Detection of splice junctions from paired-end RNA-seq data by SpliceMap

Abstract

Alternative splicing is a prevalent post-transcriptional process, which is not only important to normal cellular function but is also involved in human diseases. The newly developed second generation sequencing technique provides high-throughput data (RNA-seq data) to study alternative splicing events in different types of cells. Here, we present a computational method, SpliceMap, to detect splice junctions from RNA-seq data. This method does not depend on any existing annotation of gene structures and is capable of finding novel splice junctions with high sensitivity and specificity. It can handle long reads (50-100 nt) and can exploit paired-read information to improve mapping accuracy. Several parameters are included in the output to indicate the reliability of the predicted junction and help filter out false predictions.

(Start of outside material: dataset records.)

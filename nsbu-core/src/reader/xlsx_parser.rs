//! XLSX reader producing the normalized cell grid
//!
//! Only the parts of SpreadsheetML the extractor relies on are parsed: shared
//! strings (plain and rich), number formats, bold fonts and alignment indent
//! from `cellXfs`, cached formula results and hyperlinks.

use anyhow::{Context, Result};
use quick_xml::Reader;
use quick_xml::events::{BytesStart, Event};
use std::collections::HashMap;
use std::io::BufReader;
use zip::ZipArchive;

use super::parser_utils::{parse_cell_range, parse_cell_ref, read_text_node};
use super::{Cell, CellValue, Scalar, Sheet, WorkbookReader};

/// Worksheet part path of a workbook relationship target, which is usually
/// relative to `xl/`
fn sheet_part_path(target: &str) -> String {
    if let Some(absolute) = target.strip_prefix('/') {
        absolute.to_string()
    } else if target.starts_with("xl/") {
        target.to_string()
    } else {
        format!("xl/{}", target)
    }
}

/// Read a relationships part into `Id -> Target`
fn read_relationships(
    archive: &mut ZipArchive<impl std::io::Read + std::io::Seek>,
    path: &str,
) -> Result<HashMap<String, String>> {
    let mut rels = HashMap::new();
    let rels_xml = archive
        .by_name(path)
        .with_context(|| format!("Failed to find {}", path))?;
    let mut reader = Reader::from_reader(BufReader::new(rels_xml));
    reader.config_mut().trim_text(true);

    let mut buf = Vec::new();
    loop {
        match reader.read_event_into(&mut buf)? {
            Event::Start(e) | Event::Empty(e) => {
                if e.name().as_ref() == b"Relationship" {
                    let mut id = String::new();
                    let mut target = String::new();
                    for attr in e.attributes().flatten() {
                        match attr.key.as_ref() {
                            b"Id" => id = attr.unescape_value()?.to_string(),
                            b"Target" => target = attr.unescape_value()?.to_string(),
                            _ => {}
                        }
                    }
                    rels.insert(id, target);
                }
            }
            Event::Eof => break,
            _ => {}
        }
        buf.clear();
    }
    Ok(rels)
}

/// Style attributes of a `cellXfs` entry that the extractor uses
#[derive(Debug, Clone, Default, PartialEq)]
pub struct CellStyle {
    pub num_fmt: String,
    pub bold: bool,
    pub indent: u8,
}

/// Shared string table entry
#[derive(Debug, Clone, Default, PartialEq)]
pub struct SharedString {
    pub text: String,
    /// Made of more than one formatted run
    pub rich: bool,
}

pub struct XlsxReader<'a, R: std::io::Read + std::io::Seek> {
    archive: &'a mut ZipArchive<R>,
    shared_strings: Vec<SharedString>,
    styles: Vec<CellStyle>,
}

impl<'a, R: std::io::Read + std::io::Seek> XlsxReader<'a, R> {
    pub fn new(archive: &'a mut ZipArchive<R>) -> Result<Self> {
        let shared_strings = extract_shared_strings(archive).unwrap_or_default();
        let styles = parse_styles(archive).unwrap_or_default();
        Ok(Self {
            archive,
            shared_strings,
            styles,
        })
    }
}

impl<'a, R: std::io::Read + std::io::Seek> WorkbookReader for XlsxReader<'a, R> {
    fn read_sheets(&mut self) -> Result<Vec<Sheet>> {
        let entries = self.get_sheet_entries()?;
        let rels = read_relationships(self.archive, "xl/_rels/workbook.xml.rels")?;
        let mut sheets = Vec::with_capacity(entries.len());

        for entry in entries {
            let target = rels.get(&entry.rel_id).ok_or_else(|| {
                anyhow::anyhow!(
                    "Relationship '{}' not found for sheet '{}'",
                    entry.rel_id,
                    entry.name
                )
            })?;
            let path = sheet_part_path(target);
            let mut sheet = Sheet::new(entry.name);
            sheet.visible = !entry.hidden;
            sheet.cells = self
                .parse_sheet_xml(&path)
                .with_context(|| format!("Failed to parse {}", path))?;
            sheets.push(sheet);
        }

        Ok(sheets)
    }
}

/// `<sheet>` element of `xl/workbook.xml`
struct SheetEntry {
    name: String,
    rel_id: String,
    hidden: bool,
}

/// Hyperlink anchor found in a worksheet
struct HyperlinkRef {
    range: (u32, u32, u32, u32),
    rel_id: Option<String>,
    location: Option<String>,
}

impl<'a, R: std::io::Read + std::io::Seek> XlsxReader<'a, R> {
    /// Sheets in workbook order with their relationship id and hidden flag
    fn get_sheet_entries(&mut self) -> Result<Vec<SheetEntry>> {
        let mut entries = Vec::new();
        let workbook_xml = self
            .archive
            .by_name("xl/workbook.xml")
            .context("Failed to find xl/workbook.xml")?;
        let mut reader = Reader::from_reader(BufReader::new(workbook_xml));
        reader.config_mut().trim_text(true);

        let mut buf = Vec::new();
        loop {
            match reader.read_event_into(&mut buf)? {
                Event::Start(e) | Event::Empty(e) => {
                    if e.name().as_ref() == b"sheet" {
                        let mut name = None;
                        let mut rel_id = String::new();
                        let mut hidden = false;
                        for attr in e.attributes().flatten() {
                            match attr.key.as_ref() {
                                b"name" => name = Some(attr.unescape_value()?.to_string()),
                                b"r:id" => rel_id = attr.unescape_value()?.to_string(),
                                b"state" => {
                                    let state = attr.unescape_value()?;
                                    hidden = state == "hidden" || state == "veryHidden";
                                }
                                _ => {}
                            }
                        }
                        if let Some(name) = name {
                            entries.push(SheetEntry {
                                name,
                                rel_id,
                                hidden,
                            });
                        }
                    }
                }
                Event::Eof => break,
                _ => {}
            }
            buf.clear();
        }
        Ok(entries)
    }

    fn parse_sheet_xml(&mut self, path: &str) -> Result<HashMap<(u32, u32), Cell>> {
        let mut cells = HashMap::new();
        let mut hyperlinks = Vec::new();

        {
            let sheet_xml = self.archive.by_name(path)?;
            let mut reader = Reader::from_reader(BufReader::new(sheet_xml));
            reader.config_mut().trim_text(true);

            let mut buf = Vec::new();
            let mut current_row = 0u32;
            let mut current_col = 0u32;

            loop {
                let event = reader.read_event_into(&mut buf)?;
                let is_start = matches!(event, Event::Start(_));
                match event {
                    Event::Start(ref e) | Event::Empty(ref e) => match e.name().as_ref() {
                        b"row" => {
                            for attr in e.attributes().flatten() {
                                if attr.key.as_ref() == b"r" {
                                    current_row =
                                        attr.unescape_value()?.parse::<u32>()?.saturating_sub(1);
                                }
                            }
                            current_col = 0;
                        }
                        b"c" => {
                            let mut r_attr = String::new();
                            let mut s_attr = None;
                            let mut t_attr = String::new();
                            for attr in e.attributes().flatten() {
                                match attr.key.as_ref() {
                                    b"r" => r_attr = attr.unescape_value()?.to_string(),
                                    b"s" => s_attr = Some(attr.unescape_value()?.parse::<usize>()?),
                                    b"t" => t_attr = attr.unescape_value()?.to_string(),
                                    _ => {}
                                }
                            }

                            let (row, col) = if !r_attr.is_empty() {
                                let (r, c) =
                                    parse_cell_ref(&r_attr).unwrap_or((current_row, current_col));
                                current_col = c + 1;
                                (r, c)
                            } else {
                                let c = current_col;
                                current_col += 1;
                                (current_row, c)
                            };

                            let style = s_attr.and_then(|idx| self.styles.get(idx));
                            let contents = if is_start {
                                parse_cell_contents(
                                    &mut reader,
                                    &t_attr,
                                    &self.shared_strings,
                                    style.map(|s| s.num_fmt.as_str()),
                                )?
                            } else {
                                CellContents::default()
                            };

                            let value = match contents.formula {
                                Some(f) => {
                                    let f = f.strip_prefix('=').unwrap_or(&f).to_string();
                                    CellValue::formula(f, contents.scalar)
                                }
                                None if contents.rich => match contents.scalar {
                                    Scalar::Text(t) => CellValue::RichText(t),
                                    other => CellValue::Plain(other),
                                },
                                None => CellValue::Plain(contents.scalar),
                            };

                            let cell = Cell {
                                row,
                                col,
                                value,
                                raw: contents.raw,
                                num_fmt: style.map(|s| s.num_fmt.clone()),
                                bold: style.is_some_and(|s| s.bold),
                                indent: style.map(|s| s.indent).unwrap_or(0),
                            };
                            cells.insert((row, col), cell);
                        }
                        b"hyperlink" => {
                            if let Some(link) = parse_hyperlink(e)? {
                                hyperlinks.push(link);
                            }
                        }
                        _ => {}
                    },
                    Event::Eof => break,
                    _ => {}
                }
                buf.clear();
            }
        }

        if !hyperlinks.is_empty() {
            let rels = sheet_rels_path(path)
                .and_then(|rels_path| read_relationships(self.archive, &rels_path).ok())
                .unwrap_or_default();
            apply_hyperlinks(&mut cells, &hyperlinks, &rels);
        }

        Ok(cells)
    }
}
//! Excel formulas over flattened layout rows

use crate::classify::Sign;
use crate::reader::CellReference;

use super::layout::{LayoutRow, RowFormula};

/// Where the writer puts the flattened rows
#[derive(Debug, Clone, Copy, PartialEq, Eq)]
pub struct Placement {
    /// 1-based sheet row of `rows()[0]`
    pub first_row: u32,
    /// 0-based column of the first period
    pub first_value_col: u32,
}

impl Default for Placement {
    fn default() -> Self {
        Self {
            first_row: 2,
            first_value_col: 2,
        }
    }
}

impl Placement {
    fn cell(&self, row_index: usize, period: usize) -> String {
        format!(
            "{}{}",
            CellReference::col_to_letter(self.first_value_col + period as u32),
            self.first_row as usize + row_index
        )
    }
}

/// Formula for one period of a row, `None` for rows holding plain values
pub fn render_formula(row: &LayoutRow, period: usize, placement: &Placement) -> Option<String> {
    match row.formula.as_ref()? {
        RowFormula::Sum(indices) => Some(render_sum(indices, period, placement)),
        RowFormula::Linear(terms) => Some(render_linear(terms, period, placement)),
    }
}

fn render_sum(indices: &[usize], period: usize, placement: &Placement) -> String {
    if indices.is_empty() {
        return "=0".to_string();
    }
    let mut sorted = indices.to_vec();
    sorted.sort_unstable();
    sorted.dedup();

    let mut parts = Vec::new();
    let mut start = sorted[0];
    let mut end = start;
    for &i in &sorted[1..] {
        if i == end + 1 {
            end = i;
            continue;
        }
        parts.push(span(start, end, period, placement));
        start = i;
        end = i;
    }
    parts.push(span(start, end, period, placement));
    format!("=SUM({})", parts.join(","))
}

fn span(start: usize, end: usize, period: usize, placement: &Placement) -> String {
    if start == end {
        placement.cell(start, period)
    } else {
        format!(
            "{}:{}",
            placement.cell(start, period),
            placement.cell(end, period)
        )
    }
}

fn render_linear(terms: &[(Sign, usize)], period: usize, placement: &Placement) -> String {
    if terms.is_empty() {
        return "=0".to_string();
    }
    let mut out = String::from("=");
    for (i, (sign, index)) in terms.iter().enumerate() {
        match (i, sign) {
            (0, Sign::Plus) => {}
            (_, Sign::Minus) => out.push('-'),
            (_, Sign::Plus) => out.push('+'),
        }
        out.push_str(&placement.cell(*index, period));
    }
    out
}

We applied SpliceMap to analyze 23 million paired 50-nt reads from human brain tissue. The results show at this depth of sequencing, RNA-seq can support reliable detection of splice junctions except for those that are present at very low level. Compared to current methods, SpliceMap can achieve 12% higher sensitivity without sacrificing specificity.

Figure 1.

Workflow of standard SpliceMap and outline of junction search based on half-read mapping: (a) SpliceMap consists of four steps: half-read mapping, seeding selection, junction search and paired-end filtering. SpliceMap outputs coverage plot and junctions detected. (b) Each half-read is aligned to the genome and extended to obtain the partial alignment. The remaining part of the read, if at least 10 nt, will be used to search for its matches within a neighborhood (400000 nt). The GT–AG splicing signal is also used to filter the matches.

Figure 2.

The direction and positional order of the paired-end reads (R1–R2). If the sequencing sample is the same as the original copy, the read R1 should be mappable in forward direction in 5′-end and R2 in reverse direction in 3′-end. If the sequencing sample is the complementary copy, the read R1 should be mappable in reverse direction in 3′-end and R1 in forward direction in 5′-end.

Figure 3.

Schematic of the parameters to assess junctions in SpliceMap. The deep green reads are uniquely mapped supporting reads (nUM = 4) and the wheat reads are multiply mapped supporting reads. Thus, nR of this junction is 6. But some supporting reads are redundant, so nNR = 4. There are four and three uniquely mapped reads (grey green) in upstream and downstream adjacent regions of 40 nt respectively, so nUP = 4 and nDOWN = 3.

Figure 4.

The Venn diagram of the distribution of redundancy, novelty and EST evidence of the junctions predicted by SpliceMap. Only 1389 known junctions are with single non-redundant read and not supported by EST evidence.

Figure 5.

Filtering by paired-end information. The top two tracks are the results from single-end SpliceMap and paired-end SpliceMap before nUP, nDOWN and nUM filtering, respectively. The known junctions detected are in black and the novel ones in red. Single read analysis predicts several junctions that are very long and jump across genes. These are false positive results and the paired-end information helps to remove them.